Gautam Gupta, VP, Business Development, Healthcare at 3D Systems, however, says metal printing does come with its own unique post-processing challenges, even just to remove the parts from the build plate. He described how previously it had been difficult to position the build in a way that would allow for wire EDM. To solve that, GF introduced the AgieCharmilles CUT AM 500, specifically designed for AM, which allows efficient separation of parts up to 510 x 510 x 510 mm, from the build plate without any damage.

Gupta explained: “Now instead of you having to turn the plate 90-degrees and get the wire somehow aligned, you can just keep the plate as you printed it, keep all the data intact and let the wire come in horizontally. It seems very trivial and simple, but it has created a huge impact on how we can process the implant.”

3D Systems is also leveraging additional solutions from GF including a System 3R clamping mechanism which allows easier integration and accurate positioning of the build platform with secondary processes.

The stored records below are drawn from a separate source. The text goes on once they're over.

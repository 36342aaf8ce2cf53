//! Controller lifecycle state.

/// A controller's position in the lifecycle state machine.
///
/// See `spec.md` §4.3 for the full transition table.
#[derive(Debug, Clone, Copy, PartialEq, Eq, Hash)]
pub enum State {
    Down,
    Starting,
    Up,
    Stopping,
    Removed,
    StartFailed,
}

impl State {
    /// Whether this state counts as "ready" for dependents (only `Up`).
    #[inline]
    pub fn is_up(self) -> bool {
        matches!(self, State::Up)
    }

    /// Whether this state is a terminal point from which only `Removed`
    /// remains reachable.
    #[inline]
    pub fn is_removable_from(self) -> bool {
        matches!(self, State::Down | State::StartFailed)
    }
}

impl std::fmt::Display for State {
    fn fmt(&self, f: &mut std::fmt::Formatter<'_>) -> std::fmt::Result {
        let s = match self {
            State::Down => "DOWN",
            State::Starting => "STARTING",
            State::Up => "UP",
            State::Stopping => "STOPPING",
            State::Removed => "REMOVED",
            State::StartFailed => "START_FAILED",
        };
        write!(f, "{s}")
    }
}

#[cfg(test)]
mod tests {
    use super::*;

    #[test]
    fn only_up_is_up() {
        assert!(State::Up.is_up());
        assert!(!State::Starting.is_up());
    }

    #[test]
    fn removable_from_down_or_start_failed_only() {
        assert!(State::Down.is_removable_from());
        assert!(State::StartFailed.is_removable_from());
        assert!(!State::Up.is_removable_from());
        assert!(!State::Starting.is_removable_from());
        assert!(!State::Stopping.is_removable_from());
    }
}
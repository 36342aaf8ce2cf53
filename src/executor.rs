//! Pluggable task execution for running service `start`/`stop` callbacks off
//! the thread that triggered the transition.

use std::sync::mpsc;
use std::sync::{Arc, Mutex};
use std::thread::JoinHandle;

/// Runs boxed tasks. Implementations must not run a task inline on the
/// calling thread unless documented (see [`SyncExecutor`]) — the controller
/// relies on a real executor to keep deep dependency chains from growing the
/// call stack.
pub trait Executor: Send + Sync {
    fn execute(&self, task: Box<dyn FnOnce() + Send>);
}

/// Runs every task immediately, on the calling thread. Useful for tests that
/// want deterministic, single-threaded ordering; not suitable for deep
/// dependency chains, since nothing breaks the call stack between a
/// dependency's completion and its dependents' own start attempts.
#[derive(Default)]
pub struct SyncExecutor;

impl Executor for SyncExecutor {
    fn execute(&self, task: Box<dyn FnOnce() + Send>) {
        task();
    }
}

/// A fixed-size pool of worker threads pulling from a shared queue, the
/// default executor for a [`crate::container::Container`].
pub struct ThreadPoolExecutor {
    sender: mpsc::Sender<Box<dyn FnOnce() + Send>>,
    workers: Mutex<Vec<JoinHandle<()>>>,
}

impl ThreadPoolExecutor {
    /// Spawn `size` worker threads pulling from a shared MPSC queue.
    pub fn new(size: usize) -> Arc<Self> {
        let (sender, receiver) = mpsc::channel::<Box<dyn FnOnce() + Send>>();
        let receiver = Arc::new(Mutex::new(receiver));
        let mut workers = Vec::with_capacity(size);
        for index in 0..size.max(1) {
            let receiver = Arc::clone(&receiver);
            let handle = std::thread::Builder::new()
                .name(format!("service-container-worker-{index}"))
                .spawn(move || loop {
                    let task = {
                        let receiver = receiver.lock().expect("executor queue poisoned");
                        receiver.recv()
                    };
                    match task {
                        Ok(task) => task(),
                        Err(_) => break,
                    }
                })
                .expect("failed to spawn executor worker thread");
            workers.push(handle);
        }
        Arc::new(Self {
            sender,
            workers: Mutex::new(workers),
        })
    }
}

impl ThreadPoolExecutor {
    /// Size the pool from the available parallelism, falling back to 4.
    pub fn with_default_size() -> Arc<Self> {
        let size = std::thread::available_parallelism().map(|n| n.get()).unwrap_or(4);
        Self::new(size)
    }
}

impl Executor for ThreadPoolExecutor {
    fn execute(&self, task: Box<dyn FnOnce() + Send>) {
        // A send error means every worker thread has exited (e.g. the pool
        // is shutting down); dropping the task is the right call since there
        // is nobody left to run it.
        let _ = self.sender.send(task);
    }
}

#[cfg(feature = "async")]
pub use tokio_executor::TokioExecutor;

#[cfg(feature = "async")]
mod tokio_executor {
    use super::Executor;
    use tokio::runtime::Handle;

    /// Dispatches tasks onto a Tokio runtime via [`Handle::spawn_blocking`],
    /// for embedding this crate in an application already driven by Tokio
    /// rather than spinning up its own dedicated thread pool.
    pub struct TokioExecutor {
        handle: Handle,
    }

    impl TokioExecutor {
        pub fn new(handle: Handle) -> Self {
            Self { handle }
        }

        /// Build from the handle of the runtime the caller is currently
        /// executing on.
        pub fn current() -> Self {
            Self::new(Handle::current())
        }
    }

    impl Executor for TokioExecutor {
        fn execute(&self, task: Box<dyn FnOnce() + Send>) {
            self.handle.spawn_blocking(move || task());
        }
    }
}

#[cfg(test)]
mod tests {
    use super::*;
    use std::sync::atomic::{AtomicUsize, Ordering};

    #[test]
    fn sync_executor_runs_inline() {
        let executor = SyncExecutor;
        let flag = Arc::new(AtomicUsize::new(0));
        let flag2 = Arc::clone(&flag);
        executor.execute(Box::new(move || {
            flag2.store(1, Ordering::SeqCst);
        }));
        assert_eq!(flag.load(Ordering::SeqCst), 1);
    }

    #[test]
    fn thread_pool_executor_runs_tasks() {
        let executor = ThreadPoolExecutor::new(2);
        let (tx, rx) = mpsc::channel();
        for i in 0..8 {
            let tx = tx.clone();
            executor.execute(Box::new(move || {
                let _ = tx.send(i);
            }));
        }
        drop(tx);
        let mut results: Vec<i32> = rx.iter().collect();
        results.sort_unstable();
        assert_eq!(results, (0..8).collect::<Vec<_>>());
    }
}
//! Error types for the service container.

use crate::name::ServiceName;
use std::fmt;
use std::sync::Arc;
use thiserror::Error;

/// Errors that can occur while building, installing, or driving services.
#[derive(Error, Debug, Clone)]
pub enum ContainerError {
    /// A declared dependency is neither in the registry nor in the batch
    /// being installed.
    #[error("missing dependency: {dependency} (required by {dependent})")]
    MissingDependency {
        dependent: ServiceName,
        dependency: ServiceName,
    },

    /// The installer's walker reached an entry already on the active path.
    #[error("circular dependency detected involving {0}")]
    CircularDependency(ServiceName),

    /// A name already exists in the registry when installing a batch entry.
    #[error("service already registered: {0}")]
    DuplicateService(ServiceName),

    /// `getRequired` on an absent name.
    #[error("service not found: {0}")]
    ServiceNotFound(ServiceName),

    /// `Value::get()` invoked before the value was populated (or after it
    /// was uninjected).
    #[error("value not available: {0}")]
    InvalidValue(&'static str),

    /// An injector rejected a value.
    #[error("injection into {destination} failed: {reason}")]
    InjectionException {
        destination: ServiceName,
        reason: String,
    },

    /// A value translation failed.
    #[error("value translation failed: {0}")]
    TranslationException(#[source] Arc<dyn std::error::Error + Send + Sync>),

    /// Lifecycle context misuse: double completion, `failed` before
    /// `asynchronous`, or mutation after completion.
    #[error("illegal lifecycle context state: {0}")]
    IllegalState(&'static str),

    /// Carried in a failed start transition; surfaces to listeners and is
    /// retained on the controller in `START_FAILED`.
    #[error("service {service} failed to start: {reason}")]
    StartException {
        service: ServiceName,
        reason: Arc<dyn std::error::Error + Send + Sync>,
    },

    /// Resolution failed for a reason not covered by a more specific variant
    /// (e.g. a type mismatch between an injection source and destination).
    #[error("resolution error: {0}")]
    ResolutionError(String),
}

impl ContainerError {
    /// Build a [`ContainerError::StartException`] from any boxed error.
    pub fn start_failed(
        service: ServiceName,
        reason: impl Into<Arc<dyn std::error::Error + Send + Sync>>,
    ) -> Self {
        Self::StartException {
            service,
            reason: reason.into(),
        }
    }

    /// Build a [`ContainerError::TranslationException`] from any boxed error.
    pub fn translation_failed(reason: impl Into<Arc<dyn std::error::Error + Send + Sync>>) -> Self {
        Self::TranslationException(reason.into())
    }
}

/// A plain string error, used where callers fail a start/stop with a reason
/// that isn't already a `std::error::Error`.
#[derive(Debug, Clone)]
pub struct Reason(pub String);

impl fmt::Display for Reason {
    fn fmt(&self, f: &mut fmt::Formatter<'_>) -> fmt::Result {
        write!(f, "{}", self.0)
    }
}

impl std::error::Error for Reason {}

impl From<&str> for Reason {
    fn from(value: &str) -> Self {
        Reason(value.to_string())
    }
}

impl From<String> for Reason {
    fn from(value: String) -> Self {
        Reason(value)
    }
}

/// Result type alias used throughout the crate.
pub type Result<T> = std::result::Result<T, ContainerError>;

#[cfg(test)]
mod tests {
    use super::*;

    #[test]
    fn display_messages_name_the_service() {
        let err = ContainerError::ServiceNotFound(ServiceName::parse("app.db"));
        assert!(err.to_string().contains("app.db"));
    }

    #[test]
    fn start_exception_wraps_reason() {
        let err = ContainerError::start_failed(
            ServiceName::parse("app.db"),
            Arc::new(Reason::from("connection refused")) as Arc<dyn std::error::Error + Send + Sync>,
        );
        assert!(err.to_string().contains("connection refused"));
    }

    #[test]
    fn clone_preserves_variant() {
        let err = ContainerError::CircularDependency(ServiceName::parse("a.b"));
        let cloned = err.clone();
        assert!(matches!(cloned, ContainerError::CircularDependency(_)));
    }
}
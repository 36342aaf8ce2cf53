//! The iterative, stack-safe dependency walker that turns a batch of staged
//! service definitions into installed controllers, in topological order.
//!
//! Models entries as indices into an arena (a `Vec<ArenaEntry>`) rather than
//! linked objects, per the design note in `spec.md` §9: a `prev` back-link
//! on each entry replaces the call stack, so a dependency chain of any depth
//! cannot overflow it.

use crate::builder::BatchEntry;
use crate::controller::{propagate_demand, ControllerHandle};
use crate::error::{ContainerError, Result};
use crate::executor::Executor;
use crate::listener::BatchListener;
use crate::mode::Mode;
use crate::name::ServiceName;
use crate::registry::ServiceRegistry;
use std::collections::HashMap;
use std::sync::Arc;

#[cfg(feature = "logging")]
use tracing::{debug, trace};

#[cfg(not(feature = "logging"))]
macro_rules! debug {
    ($($arg:tt)*) => {};
}
#[cfg(not(feature = "logging"))]
macro_rules! trace {
    ($($arg:tt)*) => {};
}

struct ArenaEntry {
    name: ServiceName,
    mode: Mode,
    dependencies: Vec<ServiceName>,
    entry: Option<BatchEntry>,
    processed: bool,
    visited: bool,
    prev: Option<usize>,
    i: usize,
    resolved_deps: Vec<Arc<dyn ControllerHandle>>,
}

/// Resolve `entries` against `registry` and install every one, in an order
/// consistent with the dependency DAG, or roll back the whole batch on the
/// first failure.
pub(crate) fn install_batch(
    registry: &ServiceRegistry,
    executor: Arc<dyn Executor>,
    batch_listeners: Vec<Arc<dyn BatchListener>>,
    entries: HashMap<ServiceName, BatchEntry>,
) -> Result<()> {
    debug!(count = entries.len(), "installing batch");
    let mut index_of: HashMap<ServiceName, usize> = HashMap::with_capacity(entries.len());
    let mut arena: Vec<ArenaEntry> = Vec::with_capacity(entries.len());
    for (name, entry) in entries {
        index_of.insert(name.clone(), arena.len());
        arena.push(ArenaEntry {
            dependencies: entry.dependencies.clone(),
            mode: entry.mode,
            name,
            entry: Some(entry),
            processed: false,
            visited: false,
            prev: None,
            i: 0,
            resolved_deps: Vec::new(),
        });
    }

    let mut inserted: Vec<ServiceName> = Vec::new();
    let mut newly_eager: Vec<Arc<dyn ControllerHandle>> = Vec::new();

    let outcome = run(registry, &executor, &batch_listeners, &mut arena, &index_of, &mut inserted, &mut newly_eager);

    match outcome {
        Ok(()) => {
            debug!(installed = inserted.len(), "batch installed");
            // Demand placement happens only once the whole batch is
            // durably installed, so a mid-batch failure never starts a
            // service whose install is about to be rolled back.
            for controller in newly_eager {
                propagate_demand(controller, 1);
            }
            Ok(())
        }
        Err(err) => {
            debug!(error = %err, rolled_back = inserted.len(), "batch install failed, rolling back");
            for name in inserted.iter().rev() {
                registry.remove_unconditionally(name);
            }
            Err(err)
        }
    }
}

#[allow(clippy::too_many_arguments)]
fn run(
    registry: &ServiceRegistry,
    executor: &Arc<dyn Executor>,
    batch_listeners: &[Arc<dyn BatchListener>],
    arena: &mut [ArenaEntry],
    index_of: &HashMap<ServiceName, usize>,
    inserted: &mut Vec<ServiceName>,
    newly_eager: &mut Vec<Arc<dyn ControllerHandle>>,
) -> Result<()> {
    let lookup = |name: &ServiceName| registry.get(name);

    let mut scan_from = 0;
    loop {
        while scan_from < arena.len() && arena[scan_from].processed {
            scan_from += 1;
        }
        if scan_from >= arena.len() {
            return Ok(());
        }

        let mut current = scan_from;
        arena[current].visited = true;

        loop {
            let next_dep = arena[current].i;
            if next_dep < arena[current].dependencies.len() {
                let dep_name = arena[current].dependencies[next_dep].clone();

                if let Some(controller) = lookup(&dep_name) {
                    arena[current].resolved_deps.push(controller);
                    arena[current].i += 1;
                    continue;
                }

                match index_of.get(&dep_name) {
                    None => {
                        return Err(ContainerError::MissingDependency {
                            dependent: arena[current].name.clone(),
                            dependency: dep_name,
                        });
                    }
                    Some(&dep_idx) => {
                        if arena[dep_idx].visited && !arena[dep_idx].processed {
                            return Err(ContainerError::CircularDependency(dep_name));
                        }
                        if arena[dep_idx].processed {
                            // Installed earlier via a different branch of
                            // this same batch; resolve through the registry
                            // now that it is actually present there.
                            let controller = lookup(&dep_name).ok_or_else(|| {
                                ContainerError::ResolutionError(format!(
                                    "{dep_name} was installed earlier in this batch but is no longer in the registry"
                                ))
                            })?;
                            arena[current].resolved_deps.push(controller);
                            arena[current].i += 1;
                            continue;
                        }
                        arena[dep_idx].prev = Some(current);
                        arena[dep_idx].visited = true;
                        current = dep_idx;
                        continue;
                    }
                }
            }

            // Every dependency of `current` is resolved: build and install.
            let idx = current;
            let resolved_deps = std::mem::take(&mut arena[idx].resolved_deps);
            let entry = arena[idx].entry.take().expect("arena entry built at most once");
            let name = arena[idx].name.clone();
            let mode = arena[idx].mode;

            let controller = entry
                .build(resolved_deps, Arc::clone(executor), batch_listeners.to_vec(), &lookup)
                .map_err(|err| {
                    // Surface resolution failures (e.g. an injection whose
                    // source never resolved) under the entry's own name.
                    match err {
                        ContainerError::ResolutionError(reason) => {
                            ContainerError::ResolutionError(format!("{name}: {reason}"))
                        }
                        other => other,
                    }
                })?;

            registry.insert_new(name.clone(), Arc::clone(&controller))?;
            trace!(service = %name, "installed service");
            inserted.push(name);
            if mode.is_eager() {
                newly_eager.push(controller);
            }

            arena[idx].visited = false;
            arena[idx].processed = true;

            match arena[idx].prev.take() {
                Some(parent) => {
                    current = parent;
                    continue;
                }
                None => break,
            }
        }
    }
}

#[cfg(test)]
mod tests {
    use super::*;
    use crate::builder::BatchBuilder;
    use crate::executor::SyncExecutor;
    use crate::service::{Service, StartContext, StopContext};
    use crate::state::State;
    use std::sync::Mutex;

    struct Recorder(Arc<Mutex<Vec<String>>>);
    impl Service<()> for Recorder {
        fn start(&self, _ctx: &StartContext) {
            self.0.lock().unwrap().push("start".into());
        }
        fn stop(&self, _ctx: &StopContext) {}
        fn value(&self) {}
    }

    fn batch(registry: ServiceRegistry) -> BatchBuilder {
        BatchBuilder::new(registry, Arc::new(SyncExecutor))
    }

    #[test]
    fn linear_dependency_installs_provider_before_dependent() {
        let registry = ServiceRegistry::new();
        let mut b = batch(registry.clone());

        b.add_service(
            "b",
            crate::value::Value::immediate(Arc::new(Recorder(Default::default())) as Arc<dyn Service<()>>),
        )
        .unwrap();
        b.add_service(
            "a",
            crate::value::Value::immediate(Arc::new(Recorder(Default::default())) as Arc<dyn Service<()>>),
        )
        .unwrap()
        .add_dependency("b");
        b.install().unwrap();

        assert_eq!(registry.get(&ServiceName::parse("a")).unwrap().state(), State::Up);
        assert_eq!(registry.get(&ServiceName::parse("b")).unwrap().state(), State::Up);
    }

    #[test]
    fn direct_cycle_is_rejected_and_registry_stays_empty() {
        let registry = ServiceRegistry::new();
        let mut b = batch(registry.clone());
        b.add_service(
            "a",
            crate::value::Value::immediate(Arc::new(Recorder(Default::default())) as Arc<dyn Service<()>>),
        )
        .unwrap()
        .add_dependency("b");
        b.add_service(
            "b",
            crate::value::Value::immediate(Arc::new(Recorder(Default::default())) as Arc<dyn Service<()>>),
        )
        .unwrap()
        .add_dependency("a");

        let err = b.install().unwrap_err();
        assert!(matches!(err, ContainerError::CircularDependency(_)));
        assert!(registry.is_empty());
    }

    #[test]
    fn missing_dependency_rolls_back_the_whole_batch() {
        let registry = ServiceRegistry::new();
        let mut b = batch(registry.clone());
        b.add_service(
            "a",
            crate::value::Value::immediate(Arc::new(Recorder(Default::default())) as Arc<dyn Service<()>>),
        )
        .unwrap()
        .add_dependency("nowhere");
        b.add_service(
            "standalone",
            crate::value::Value::immediate(Arc::new(Recorder(Default::default())) as Arc<dyn Service<()>>),
        )
        .unwrap();

        let err = b.install().unwrap_err();
        assert!(matches!(err, ContainerError::MissingDependency { .. }));
        assert!(registry.is_empty());
    }

    #[test]
    fn duplicate_against_live_registry_is_rejected_and_first_install_survives() {
        let registry = ServiceRegistry::new();
        let mut first = batch(registry.clone());
        first
            .add_service(
                "a",
                crate::value::Value::immediate(Arc::new(Recorder(Default::default())) as Arc<dyn Service<()>>),
            )
            .unwrap();
        first.install().unwrap();

        let mut second = batch(registry.clone());
        second
            .add_service(
                "a",
                crate::value::Value::immediate(Arc::new(Recorder(Default::default())) as Arc<dyn Service<()>>),
            )
            .unwrap();
        let err = second.install().unwrap_err();
        assert!(matches!(err, ContainerError::DuplicateService(_)));
        assert!(registry.get(&ServiceName::parse("a")).is_some());
    }

    #[test]
    fn linear_chain_of_ten_thousand_installs_without_overflowing_the_stack() {
        let registry = ServiceRegistry::new();
        let mut b = batch(registry.clone());
        let depth = 10_000;
        for i in 0..depth {
            let mut svc = b
                .add_service(
                    format!("svc{i}"),
                    crate::value::Value::immediate(Arc::new(Recorder(Default::default())) as Arc<dyn Service<()>>),
                )
                .unwrap();
            if i > 0 {
                svc.add_dependency(format!("svc{}", i - 1));
            }
        }
        b.install().unwrap();
        assert_eq!(registry.len(), depth);
        for i in 0..depth {
            assert_eq!(
                registry.get(&ServiceName::parse(&format!("svc{i}"))).unwrap().state(),
                State::Up
            );
        }
    }
}
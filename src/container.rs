//! `Container` — the entry point that owns a [`ServiceRegistry`] and a
//! default [`Executor`], and hands out [`BatchBuilder`]s to install services
//! against it.

use crate::builder::BatchBuilder;
use crate::controller::ControllerHandle;
use crate::error::{ContainerError, Result};
use crate::executor::{Executor, ThreadPoolExecutor};
use crate::name::ServiceName;
use crate::registry::ServiceRegistry;
use once_cell::sync::OnceCell;
use std::sync::Arc;

#[cfg(feature = "logging")]
use tracing::debug;

/// Lazily-constructed, process-wide default executor, shared by every
/// [`Container::new`] that does not supply its own — avoids spinning up a
/// fresh worker pool per container in the common case of one container per
/// process.
static DEFAULT_EXECUTOR: OnceCell<Arc<ThreadPoolExecutor>> = OnceCell::new();

fn default_executor() -> Arc<ThreadPoolExecutor> {
    Arc::clone(DEFAULT_EXECUTOR.get_or_init(ThreadPoolExecutor::with_default_size))
}

/// The modular service container: hosts a population of named services,
/// tracks inter-service dependencies, and drives each through its lifecycle.
///
/// Cheap to clone: a `Container` is a thin handle around a
/// [`ServiceRegistry`] (itself `Arc`-backed) and an `Arc<dyn Executor>`.
#[derive(Clone)]
pub struct Container {
    registry: ServiceRegistry,
    executor: Arc<dyn Executor>,
}

impl Container {
    /// A new, empty container running on the shared process-wide default
    /// executor (a small `std::thread` pool sized to available parallelism).
    pub fn new() -> Self {
        Self::with_executor(default_executor() as Arc<dyn Executor>)
    }

    /// A new, empty container running on a caller-supplied executor, e.g. a
    /// [`crate::executor::SyncExecutor`] for deterministic tests or a
    /// `TokioExecutor` (behind the `async` feature) to share a Tokio runtime.
    pub fn with_executor(executor: Arc<dyn Executor>) -> Self {
        #[cfg(feature = "logging")]
        debug!("creating new service container");
        Self {
            registry: ServiceRegistry::new(),
            executor,
        }
    }

    /// Stage a new batch of service definitions. Nothing is installed until
    /// [`crate::builder::BatchBuilder::install`] is called on the result.
    pub fn batch_builder(&self) -> BatchBuilder {
        BatchBuilder::new(self.registry.clone(), Arc::clone(&self.executor))
    }

    /// Look up a controller by name, without requiring it to exist.
    pub fn get_service(&self, name: impl Into<ServiceName>) -> Option<Arc<dyn ControllerHandle>> {
        self.registry.get(&name.into())
    }

    /// Look up a controller by name, failing with
    /// [`ContainerError::ServiceNotFound`] if it is absent.
    pub fn get_required_service(&self, name: impl Into<ServiceName>) -> Result<Arc<dyn ControllerHandle>> {
        self.registry.get_required(&name.into())
    }

    /// Request removal of a service: forces it towards `Down` regardless of
    /// outstanding demand (overriding eager modes, and cascading into any
    /// dependent that still demanded it, which is stopped in turn) and, if
    /// it settles into `Down`/`StartFailed` with no live dependent left in
    /// the registry, removes it immediately. If it is still stopping, or a
    /// live dependent still lists it as a dependency, this returns
    /// [`ContainerError::IllegalState`]; callers that need "remove once
    /// clear" should retry once a listener observes the `down` transition
    /// (see `DESIGN.md` for why no background watcher is built into core).
    pub fn remove_service(&self, name: impl Into<ServiceName>) -> Result<()> {
        let name = name.into();
        #[cfg(feature = "logging")]
        debug!(service = %name, "remove_service requested");
        self.registry.request_removal(&name)?;
        self.registry.remove_if_down(&name)
    }

    /// Number of controllers currently tracked, in any state.
    pub fn len(&self) -> usize {
        self.registry.len()
    }

    pub fn is_empty(&self) -> bool {
        self.registry.is_empty()
    }

    /// The executor this container's controllers schedule `start`/`stop`
    /// callbacks on.
    pub fn executor(&self) -> Arc<dyn Executor> {
        Arc::clone(&self.executor)
    }
}

impl Default for Container {
    fn default() -> Self {
        Self::new()
    }
}

#[cfg(test)]
mod tests {
    use super::*;
    use crate::executor::SyncExecutor;
    use crate::mode::Mode;
    use crate::service::{Service, StartContext, StopContext};
    use crate::state::State;
    use crate::value::Value;

    struct Noop;
    impl Service<i32> for Noop {
        fn start(&self, _ctx: &StartContext) {}
        fn stop(&self, _ctx: &StopContext) {}
        fn value(&self) -> i32 {
            42
        }
    }

    fn container() -> Container {
        Container::with_executor(Arc::new(SyncExecutor))
    }

    #[test]
    fn install_then_lookup_round_trips() {
        let container = container();
        let mut batch = container.batch_builder();
        batch
            .add_service("db", Value::immediate(Arc::new(Noop) as Arc<dyn Service<i32>>))
            .unwrap();
        batch.install().unwrap();

        let controller = container.get_required_service("db").unwrap();
        assert_eq!(controller.state(), State::Up);
        assert_eq!(container.len(), 1);
    }

    #[test]
    fn lookup_of_absent_service_fails() {
        let container = container();
        let err = container.get_required_service("missing").unwrap_err();
        assert!(matches!(err, ContainerError::ServiceNotFound(_)));
    }

    #[test]
    fn on_demand_service_stays_down_and_mode_change_starts_it() {
        let container = container();
        let mut batch = container.batch_builder();
        batch
            .add_service("db", Value::immediate(Arc::new(Noop) as Arc<dyn Service<i32>>))
            .unwrap()
            .set_mode(Mode::OnDemand);
        batch.install().unwrap();

        let controller = container.get_required_service("db").unwrap();
        assert_eq!(controller.state(), State::Down);

        controller.set_mode(Mode::Active);
        assert_eq!(controller.state(), State::Up);
    }

    #[test]
    fn remove_service_while_down_clears_the_registry() {
        let container = container();
        let mut batch = container.batch_builder();
        batch
            .add_service("db", Value::immediate(Arc::new(Noop) as Arc<dyn Service<i32>>))
            .unwrap()
            .set_mode(Mode::OnDemand);
        batch.install().unwrap();

        container.remove_service("db").unwrap();
        assert!(container.get_service("db").is_none());
    }
}
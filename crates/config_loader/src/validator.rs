//! 配置校验模块
//!
//! 校验规则：
//! - transport.addr / transport.user 非空
//! - transport.user 不含 topic 分隔符或通配符 (它会出现在发布 topic 中)
//! - topic 前缀非空且不含通配符
//! - transport.addr 可解析为 host:port
//! - publish.qos >= 1 (发布必须等待确认)
//! - publish.period_ms > 0

use contracts::{BrokerConfig, ContractError, QoS};

const TOPIC_WILDCARDS: [char; 2] = ['+', '#'];

/// 校验 BrokerConfig 配置
///
/// 返回第一个遇到的错误，或 Ok(())。
pub fn validate(config: &BrokerConfig) -> Result<(), ContractError> {
    validate_transport(config)?;
    validate_topics(config)?;
    validate_publish(config)?;
    Ok(())
}

/// 校验传输端点与节点身份
fn validate_transport(config: &BrokerConfig) -> Result<(), ContractError> {
    let transport = &config.transport;

    if transport.addr.trim().is_empty() {
        return Err(ContractError::config_validation(
            "transport.addr",
            "broker address cannot be empty",
        ));
    }

    transport.endpoint()?;

    if transport.user.is_empty() {
        return Err(ContractError::config_validation(
            "transport.user",
            "user cannot be empty",
        ));
    }

    if transport
        .user
        .chars()
        .any(|c| c == '/' || TOPIC_WILDCARDS.contains(&c))
    {
        return Err(ContractError::config_validation(
            "transport.user",
            format!(
                "user '{}' must not contain '/', '+' or '#'",
                transport.user
            ),
        ));
    }

    Ok(())
}

/// 校验 topic 命名空间
fn validate_topics(config: &BrokerConfig) -> Result<(), ContractError> {
    let prefixes = [
        ("topics.listen_prefix", &config.topics.listen_prefix),
        ("topics.publish_prefix", &config.topics.publish_prefix),
    ];

    for (field, prefix) in prefixes {
        if prefix.is_empty() {
            return Err(ContractError::config_validation(
                field,
                "topic prefix cannot be empty",
            ));
        }
        if prefix.contains(&TOPIC_WILDCARDS[..]) {
            return Err(ContractError::config_validation(
                field,
                format!("topic prefix '{prefix}' must not contain wildcards"),
            ));
        }
    }

    Ok(())
}

/// 校验发布策略
fn validate_publish(config: &BrokerConfig) -> Result<(), ContractError> {
    if config.publish.qos == QoS::AtMostOnce {
        return Err(ContractError::config_validation(
            "publish.qos",
            "qos 0 publishes are never acknowledged, use 1 or 2",
        ));
    }
    if config.publish.period_ms == 0 {
        return Err(ContractError::config_validation(
            "publish.period_ms",
            "period_ms must be > 0",
        ));
    }
    Ok(())
}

Cook says they’re only just scratching the surface and as the partnership progresses there is scope to further streamline the entire process from putting powder into the system to getting your final part in hand.

He added: “It's really much more about designing equipment with the entire process comprehended at the beginning [..] we're starting to develop concepts that are based on accomplishing that goal four or five years down the road.”